Main Photo You can’t compare apples to oranges. You can’t compare composers. The Classical Era crosses over two centuries of timeless composers, each with distinctive styles and stories. Beethoven is not Mozart. Bach is not Rosetti. Schubert is not Salieri. And in the same way, you can’t compare director Agnieszka Holland’s Copying Beethoven to Milos Forman’s 1984 film Amadeus or Bernard Rose’s Immortal Beloved, which is sadly what many critics are doing.

With any references to Amadeus or Immortal Beloved aside, Copying Beethoven begins at the end. Ludwig von Beethoven is on his deathbed, his fictional copyist Anna Holtz (Diane Kruger), rushing to his side. They share one final, emotional moment.

   Pic 1 Soon after, we are transported to the year 1824. Anna Holtz is sent by her school in Vienna to work with the eccentric and slightly contemptuous Beethoven. She sees past Beethoven’s unfriendly demeanor and works tirelessly for this man whose musical genius she hopes will flood into her own life. After fighting through the stigma of being a woman in the nineteenth century, Beethoven realizes the natural talent this twenty-three year old possesses in not only copying his messy, unreadable scores but in understanding the place where his music is birthed from, his very own spirit. Fighting through such trials as his deafness and unstable relationship with his nephew, as well as his ambition and calling to decode the words of “God’s language” into symphonies, we are carried through his varied emotional states as we hear the fusion of his inner silence and composition.

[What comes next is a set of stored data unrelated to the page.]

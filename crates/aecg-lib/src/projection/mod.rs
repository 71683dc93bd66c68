pub mod classify;

use crate::annotation::{AnnotationRecord, Boundary, BoundarySlot, TimeCode, WaveformDescriptor};
use crate::error::{AecgError, Result};
use crate::leads::display_name;
use crate::units::{hl7_offset_ms, parse_hl7_datetime, to_milliseconds};
use classify::{classify, WAVC_TYPE};
use log::{debug, warn};
use serde::{Deserialize, Serialize};
use std::collections::BTreeSet;

/// A classified boundary positioned on the waveform's millisecond time axis.
#[derive(Debug, Clone, PartialEq, Serialize, Deserialize)]
pub struct ProjectedAnnotation {
    pub group_id: i64,
    pub beat_number: i64,
    pub lead_display_name: String,
    pub hl7_lead_name: String,
    /// Clinical label such as `RPEAK`, `QON` or `TOFF`.
    pub ann_type: String,
    /// The HL7 code the label was derived from.
    pub source_code: String,
    pub slot: BoundarySlot,
    pub time_ms: f64,
}

/// A boundary that was dropped without failing its lead.
#[derive(Debug, Clone, PartialEq, Serialize)]
pub struct SkippedBoundary {
    pub group_id: i64,
    pub hl7_lead_name: String,
    pub slot: BoundarySlot,
    pub reason: String,
}

/// A lead whose annotations could not be projected at all.
#[derive(Debug, Clone, PartialEq, Serialize)]
pub struct LeadFailure {
    pub lead_display_name: String,
    pub hl7_lead_name: String,
    pub error: String,
}

/// Output of [`project_annotations`].
#[derive(Debug, Clone, Default, Serialize)]
pub struct Projection {
    pub annotations: Vec<ProjectedAnnotation>,
    pub skipped: Vec<SkippedBoundary>,
    pub failed_leads: Vec<LeadFailure>,
}

/// Classify every boundary of `records` and place it on the waveform time axis.
///
/// ABSOLUTE boundaries are measured from the lead's (or waveform's) start time.
/// When such a value is not an HL7 datetime it is retried as a RELATIVE number
/// with its declared unit, and dropped if that fails too. An unknown unit on a
/// RELATIVE boundary fails the whole lead; the other leads are unaffected.
pub fn project_annotations(
    waveform: &WaveformDescriptor,
    records: &[AnnotationRecord],
) -> Projection {
    let mut projection = Projection::default();
    let mut failed: BTreeSet<String> = BTreeSet::new();

    for record in records.iter().filter(|r| r.has_wave_component()) {
        if failed.contains(&record.lead) {
            continue;
        }
        let lead_display_name = display_name(&record.lead);
        for slot in BoundarySlot::ALL {
            let boundary = record.boundary(slot);
            if boundary.is_empty() {
                continue;
            }
            let ann_type = match classify(record, slot) {
                Ok(label) => label,
                Err(err) => {
                    warn!("dropping {} boundary of group {}: {}", slot.as_str(), record.group_id, err);
                    projection.skipped.push(skipped(record, slot, &err));
                    continue;
                }
            };
            let time_ms = match boundary_time(waveform, record, boundary) {
                Ok(time_ms) => time_ms,
                Err(err @ AecgError::UnknownUnit { .. }) if record.time_code == TimeCode::Relative => {
                    warn!("lead '{}' failed: {}", lead_display_name, err);
                    failed.insert(record.lead.clone());
                    projection.failed_leads.push(LeadFailure {
                        lead_display_name: lead_display_name.clone(),
                        hl7_lead_name: record.lead.clone(),
                        error: err.to_string(),
                    });
                    break;
                }
                Err(err) => {
                    warn!("dropping {} boundary of group {}: {}", slot.as_str(), record.group_id, err);
                    projection.skipped.push(skipped(record, slot, &err));
                    continue;
                }
            };
            projection.annotations.push(ProjectedAnnotation {
                group_id: record.group_id,
                beat_number: record.beat_number,
                lead_display_name: lead_display_name.clone(),
                hl7_lead_name: record.lead.clone(),
                ann_type,
                source_code: source_code(record).to_string(),
                slot,
                time_ms,
            });
        }
    }

    projection
        .annotations
        .retain(|ann| !failed.contains(&ann.hl7_lead_name));
    debug!(
        "projected {} boundaries ({} skipped, {} failed leads)",
        projection.annotations.len(),
        projection.skipped.len(),
        projection.failed_leads.len()
    );
    projection
}

fn source_code(record: &AnnotationRecord) -> &str {
    if record.wave_component != WAVC_TYPE {
        &record.wave_component
    } else {
        &record.code_type
    }
}

fn skipped(record: &AnnotationRecord, slot: BoundarySlot, err: &AecgError) -> SkippedBoundary {
    SkippedBoundary {
        group_id: record.group_id,
        hl7_lead_name: record.lead.clone(),
        slot,
        reason: err.to_string(),
    }
}

fn boundary_time(
    waveform: &WaveformDescriptor,
    record: &AnnotationRecord,
    boundary: &Boundary,
) -> Result<f64> {
    match record.time_code {
        TimeCode::Relative => relative_time(boundary),
        TimeCode::Absolute => {
            let absolute = parse_hl7_datetime(waveform.start_time_for(&record.lead))
                .and_then(|start| hl7_offset_ms(&boundary.value, &start));
            match absolute {
                Ok(time_ms) => Ok(time_ms),
                Err(err) => {
                    debug!("'{}' is not an absolute time, retrying as relative", boundary.value);
                    relative_time(boundary).map_err(|_| err)
                }
            }
        }
    }
}

fn relative_time(boundary: &Boundary) -> Result<f64> {
    let value = boundary
        .value
        .trim()
        .parse::<f64>()
        .ok()
        .filter(|v| v.is_finite())
        .ok_or_else(|| AecgError::InvalidNumber(boundary.value.clone()))?;
    to_milliseconds(value, &boundary.unit)
}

   Cusack / Lane Historically, this film captures the very essence of Beethoven in the time period in which he lived. Officially noted as one of the first composers of the Romantic Era, he follows a long list of Classical composers with similar compositional structures. Beethoven, although almost studying under Mozart himself, took the progression of movements to a new level, allowing them to flow more freely in transition rather than have a specific beginning and end. Copying Beethoven shows the reaction of his aristocratic audiences responding to these innovative changes. The ten-minute snapshot of his Ninth Symphony (which Holtz assists in conducting) is nothing short of a masterpiece, including the famous fourth movement, which involves a full chorale singing Ode An die Freude.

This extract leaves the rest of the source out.